**THE PROBLEM**
Read the data that follows. Then repeat it exactly.

(Stored data)
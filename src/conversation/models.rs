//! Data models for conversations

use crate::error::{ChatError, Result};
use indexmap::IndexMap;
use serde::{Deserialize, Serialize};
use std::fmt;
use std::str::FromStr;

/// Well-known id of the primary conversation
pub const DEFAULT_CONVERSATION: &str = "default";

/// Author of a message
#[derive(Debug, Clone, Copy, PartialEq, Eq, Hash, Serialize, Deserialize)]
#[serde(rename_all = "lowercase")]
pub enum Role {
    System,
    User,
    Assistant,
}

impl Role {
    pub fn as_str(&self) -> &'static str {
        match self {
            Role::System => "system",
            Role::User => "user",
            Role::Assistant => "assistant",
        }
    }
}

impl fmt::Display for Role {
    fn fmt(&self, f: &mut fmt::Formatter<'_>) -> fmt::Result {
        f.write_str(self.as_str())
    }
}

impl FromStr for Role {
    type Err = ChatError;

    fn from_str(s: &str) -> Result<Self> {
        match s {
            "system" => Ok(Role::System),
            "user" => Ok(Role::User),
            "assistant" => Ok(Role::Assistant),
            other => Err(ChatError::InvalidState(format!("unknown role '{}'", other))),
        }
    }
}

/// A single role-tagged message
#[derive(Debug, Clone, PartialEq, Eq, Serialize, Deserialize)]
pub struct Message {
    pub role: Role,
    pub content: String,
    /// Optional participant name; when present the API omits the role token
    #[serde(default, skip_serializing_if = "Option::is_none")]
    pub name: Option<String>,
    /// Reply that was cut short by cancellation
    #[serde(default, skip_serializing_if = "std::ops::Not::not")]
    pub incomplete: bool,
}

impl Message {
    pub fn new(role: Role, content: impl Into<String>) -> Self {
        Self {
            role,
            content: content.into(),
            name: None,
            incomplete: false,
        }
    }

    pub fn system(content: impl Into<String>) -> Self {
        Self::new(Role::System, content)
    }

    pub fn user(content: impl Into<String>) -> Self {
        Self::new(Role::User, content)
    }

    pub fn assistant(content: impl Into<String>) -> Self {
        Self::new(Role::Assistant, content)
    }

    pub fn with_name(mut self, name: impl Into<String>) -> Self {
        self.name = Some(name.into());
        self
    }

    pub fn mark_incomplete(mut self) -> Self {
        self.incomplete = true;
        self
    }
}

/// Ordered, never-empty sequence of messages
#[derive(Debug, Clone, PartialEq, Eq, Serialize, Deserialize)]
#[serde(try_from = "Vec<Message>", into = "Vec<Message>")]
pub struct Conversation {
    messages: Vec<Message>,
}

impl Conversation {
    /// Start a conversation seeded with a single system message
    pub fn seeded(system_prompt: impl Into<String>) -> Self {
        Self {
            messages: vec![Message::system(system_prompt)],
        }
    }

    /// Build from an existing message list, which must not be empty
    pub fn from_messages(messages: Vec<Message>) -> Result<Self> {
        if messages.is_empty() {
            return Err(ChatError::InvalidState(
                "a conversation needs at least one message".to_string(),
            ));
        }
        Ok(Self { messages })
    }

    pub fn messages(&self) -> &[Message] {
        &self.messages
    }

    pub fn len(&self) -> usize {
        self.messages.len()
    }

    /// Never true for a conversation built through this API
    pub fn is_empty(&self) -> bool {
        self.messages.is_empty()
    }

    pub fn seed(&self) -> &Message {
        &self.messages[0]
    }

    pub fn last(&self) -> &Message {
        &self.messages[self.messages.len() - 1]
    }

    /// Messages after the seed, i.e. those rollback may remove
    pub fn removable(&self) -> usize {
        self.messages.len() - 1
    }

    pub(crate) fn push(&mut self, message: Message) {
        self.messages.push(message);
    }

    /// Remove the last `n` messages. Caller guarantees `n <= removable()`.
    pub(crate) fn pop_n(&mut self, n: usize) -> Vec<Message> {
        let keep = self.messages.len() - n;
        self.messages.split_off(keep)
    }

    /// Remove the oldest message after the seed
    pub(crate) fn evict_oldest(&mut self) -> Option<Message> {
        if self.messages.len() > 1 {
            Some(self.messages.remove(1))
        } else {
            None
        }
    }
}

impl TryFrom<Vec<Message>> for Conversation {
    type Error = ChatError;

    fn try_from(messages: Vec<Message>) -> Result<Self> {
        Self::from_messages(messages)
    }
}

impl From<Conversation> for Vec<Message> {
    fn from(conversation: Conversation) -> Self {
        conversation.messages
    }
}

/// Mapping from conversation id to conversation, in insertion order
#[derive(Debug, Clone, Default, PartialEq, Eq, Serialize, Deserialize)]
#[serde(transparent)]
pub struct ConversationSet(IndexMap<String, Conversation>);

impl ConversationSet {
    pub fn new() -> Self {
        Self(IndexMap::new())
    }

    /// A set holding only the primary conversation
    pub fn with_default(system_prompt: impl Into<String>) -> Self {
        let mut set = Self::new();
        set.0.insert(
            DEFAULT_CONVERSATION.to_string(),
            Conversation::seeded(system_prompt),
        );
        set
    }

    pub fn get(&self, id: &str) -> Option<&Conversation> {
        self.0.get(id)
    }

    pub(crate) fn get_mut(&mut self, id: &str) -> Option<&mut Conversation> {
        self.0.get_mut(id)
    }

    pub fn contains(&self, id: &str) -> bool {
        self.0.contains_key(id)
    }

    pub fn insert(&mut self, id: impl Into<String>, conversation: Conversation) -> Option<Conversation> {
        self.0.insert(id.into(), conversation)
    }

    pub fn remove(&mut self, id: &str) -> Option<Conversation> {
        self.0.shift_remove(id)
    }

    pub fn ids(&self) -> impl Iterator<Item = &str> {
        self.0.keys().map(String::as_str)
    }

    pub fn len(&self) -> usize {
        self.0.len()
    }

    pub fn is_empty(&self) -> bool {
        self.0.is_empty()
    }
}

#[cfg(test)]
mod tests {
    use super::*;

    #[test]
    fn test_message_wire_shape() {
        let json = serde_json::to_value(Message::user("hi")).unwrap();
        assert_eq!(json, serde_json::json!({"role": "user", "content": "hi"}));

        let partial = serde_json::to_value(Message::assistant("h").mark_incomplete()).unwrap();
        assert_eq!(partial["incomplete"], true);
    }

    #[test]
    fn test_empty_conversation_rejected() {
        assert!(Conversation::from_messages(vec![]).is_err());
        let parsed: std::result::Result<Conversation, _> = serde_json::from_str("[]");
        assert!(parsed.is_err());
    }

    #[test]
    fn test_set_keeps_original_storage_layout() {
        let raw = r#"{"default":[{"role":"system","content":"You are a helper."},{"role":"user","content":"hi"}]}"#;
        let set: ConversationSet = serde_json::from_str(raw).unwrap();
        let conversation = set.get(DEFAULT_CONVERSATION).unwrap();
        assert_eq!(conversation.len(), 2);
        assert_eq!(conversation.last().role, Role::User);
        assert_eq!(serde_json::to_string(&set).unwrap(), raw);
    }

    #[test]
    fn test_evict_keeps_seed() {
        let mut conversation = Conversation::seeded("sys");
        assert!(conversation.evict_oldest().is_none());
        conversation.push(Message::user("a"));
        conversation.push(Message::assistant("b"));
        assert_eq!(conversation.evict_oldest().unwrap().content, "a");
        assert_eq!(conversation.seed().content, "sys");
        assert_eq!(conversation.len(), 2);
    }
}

**YOUR SOLUTION**
filename src/conversation/models.rs
//! Data models for conversations

use crate::error::{ChatError, Result};
use indexmap::IndexMap;
use serde::{Deserialize, Serialize};
use std::fmt;
use std::str::FromStr;

/// Well-known id of the primary conversation
pub const DEFAULT_CONVERSATION: &str = "default";

/// Author of a message
#[derive(Debug, Clone, Copy, PartialEq, Eq, Hash, Serialize, Deserialize)]
#[serde(rename_all = "lowercase")]
pub enum Role {
    System,
    User,
    Assistant,
}

impl Role {
    pub fn as_str(&self) -> &'static str {
        match self {
            Role::System => "system",
            Role::User => "user",
            Role::Assistant => "assistant",
        }
    }
}

impl fmt::Display for Role {
    fn fmt(&self, f: &mut fmt::Formatter<'_>) -> fmt::Result {
        f.write_str(self.as_str())
    }
}

impl FromStr for Role {
    type Err = ChatError;

    fn from_str(s: &str) -> Result<Self> {
        match s {
            "system" => Ok(Role::System),
            "user" => Ok(Role::User),
            "assistant" => Ok(Role::Assistant),
            other => Err(ChatError::InvalidState(format!("unknown role '{}'", other))),
        }
    }
}

/// A single role-tagged message
#[derive(Debug, Clone, PartialEq, Eq, Serialize, Deserialize)]
pub struct Message {
    pub role: Role,
    pub content: String,
    /// Optional participant name; when present the API omits the role token
    #[serde(default, skip_serializing_if = "Option::is_none")]
    pub name: Option<String>,
    /// Reply that was cut short by cancellation
    #[serde(default, skip_serializing_if = "std::ops::Not::not")]
    pub incomplete: bool,
}

impl Message {
    pub fn new(role: Role, content: impl Into<String>) -> Self {
        Self {
            role,
            content: content.into(),
            name: None,
            incomplete: false,
        }
    }

    pub fn system(content: impl Into<String>) -> Self {
        Self::new(Role::System, content)
    }

    pub fn user(content: impl Into<String>) -> Self {
        Self::new(Role::User, content)
    }

    pub fn assistant(content: impl Into<String>) -> Self {
        Self::new(Role::Assistant, content)
    }

    pub fn with_name(mut self, name: impl Into<String>) -> Self {
        self.name = Some(name.into());
        self
    }

    pub fn mark_incomplete(mut self) -> Self {
        self.incomplete = true;
        self
    }
}

/// Ordered, never-empty sequence of messages
#[derive(Debug, Clone, PartialEq, Eq, Serialize, Deserialize)]
#[serde(try_from = "Vec<Message>", into = "Vec<Message>")]
pub struct Conversation {
    messages: Vec<Message>,
}

impl Conversation {
    /// Start a conversation seeded with a single system message
    pub fn seeded(system_prompt: impl Into<String>) -> Self {
        Self {
            messages: vec![Message::system(system_prompt)],
        }
    }

    /// Build from an existing message list, which must not be empty
    pub fn from_messages(messages: Vec<Message>) -> Result<Self> {
        if messages.is_empty() {
            return Err(ChatError::InvalidState(
                "a conversation needs at least one message".to_string(),
            ));
        }
        Ok(Self { messages })
    }

    pub fn messages(&self) -> &[Message] {
        &self.messages
    }

    pub fn len(&self) -> usize {
        self.messages.len()
    }

    /// Never true for a conversation built through this API
    pub fn is_empty(&self) -> bool {
        self.messages.is_empty()
    }

    pub fn seed(&self) -> &Message {
        &self.messages[0]
    }

    pub fn last(&self) -> &Message {
        &self.messages[self.messages.len() - 1]
    }

    /// Messages after the seed, i.e. those rollback may remove
    pub fn removable(&self) -> usize {
        self.messages.len() - 1
    }

    pub(crate) fn push(&mut self, message: Message) {
        self.messages.push(message);
    }

    /// Remove the last `n` messages. Caller guarantees `n <= removable()`.
    pub(crate) fn pop_n(&mut self, n: usize) -> Vec<Message> {
        let keep = self.messages.len() - n;
        self.messages.split_off(keep)
    }

    /// Remove the oldest message after the seed
    pub(crate) fn evict_oldest(&mut self) -> Option<Message> {
        if self.messages.len() > 1 {
            Some(self.messages.remove(1))
        } else {
            None
        }
    }
}

impl TryFrom<Vec<Message>> for Conversation {
    type Error = ChatError;

    fn try_from(messages: Vec<Message>) -> Result<Self> {
        Self::from_messages(messages)
    }
}

impl From<Conversation> for Vec<Message> {
    fn from(conversation: Conversation) -> Self {
        conversation.messages
    }
}

/// Mapping from conversation id to conversation, in insertion order
#[derive(Debug, Clone, Default, PartialEq, Eq, Serialize, Deserialize)]
#[serde(transparent)]
pub struct ConversationSet(IndexMap<String, Conversation>);

impl ConversationSet {
    pub fn new() -> Self {
        Self(IndexMap::new())
    }

    /// A set holding only the primary conversation
    pub fn with_default(system_prompt: impl Into<String>) -> Self {
        let mut set = Self::new();
        set.0.insert(
            DEFAULT_CONVERSATION.to_string(),
            Conversation::seeded(system_prompt),
        );
        set
    }

    pub fn get(&self, id: &str) -> Option<&Conversation> {
        self.0.get(id)
    }

    pub(crate) fn get_mut(&mut self, id: &str) -> Option<&mut Conversation> {
        self.0.get_mut(id)
    }

    pub fn contains(&self, id: &str) -> bool {
        self.0.contains_key(id)
    }

    pub fn insert(&mut self, id: impl Into<String>, conversation: Conversation) -> Option<Conversation> {
        self.0.insert(id.into(), conversation)
    }

    pub fn remove(&mut self, id: &str) -> Option<Conversation> {
        self.0.shift_remove(id)
    }

    pub fn ids(&self) -> impl Iterator<Item = &str> {
        self.0.keys().map(String::as_str)
    }

    pub fn len(&self) -> usize {
        self.0.len()
    }

    pub fn is_empty(&self) -> bool {
        self.0.is_empty()
    }
}

#[cfg(test)]
mod tests {
    use super::*;

    #[test]
    fn test_message_wire_shape() {
        let json = serde_json::to_value(Message::user("hi")).unwrap();
        assert_eq!(json, serde_json::json!({"role": "user", "content": "hi"}));

        let partial = serde_json::to_value(Message::assistant("h").mark_incomplete()).unwrap();
        assert_eq!(partial["incomplete"], true);
    }

    #[test]
    fn test_empty_conversation_rejected() {
        assert!(Conversation::from_messages(vec![]).is_err());
        let parsed: std::result::Result<Conversation, _> = serde_json::from_str("[]");
        assert!(parsed.is_err());
    }

    #[test]
    fn test_set_keeps_original_storage_layout() {
        let raw = r#"{"default":[{"role":"system","content":"You are a helper."},{"role":"user","content":"hi"}]}"#;
        let set: ConversationSet = serde_json::from_str(raw).unwrap();
        let conversation = set.get(DEFAULT_CONVERSATION).unwrap();
        assert_eq!(conversation.len(), 2);
        assert_eq!(conversation.last().role, Role::User);
        assert_eq!(serde_json::to_string(&set).unwrap(), raw);
    }

    #[test]
    fn test_evict_keeps_seed() {
        let mut conversation = Conversation::seeded("sys");
        assert!(conversation.evict_oldest().is_none());
        conversation.push(Message::user("a"));
        conversation.push(Message::assistant("b"));
        assert_eq!(conversation.evict_oldest().unwrap().content, "a");
        assert_eq!(conversation.seed().content, "sys");
        assert_eq!(conversation.len(), 2);
    }
}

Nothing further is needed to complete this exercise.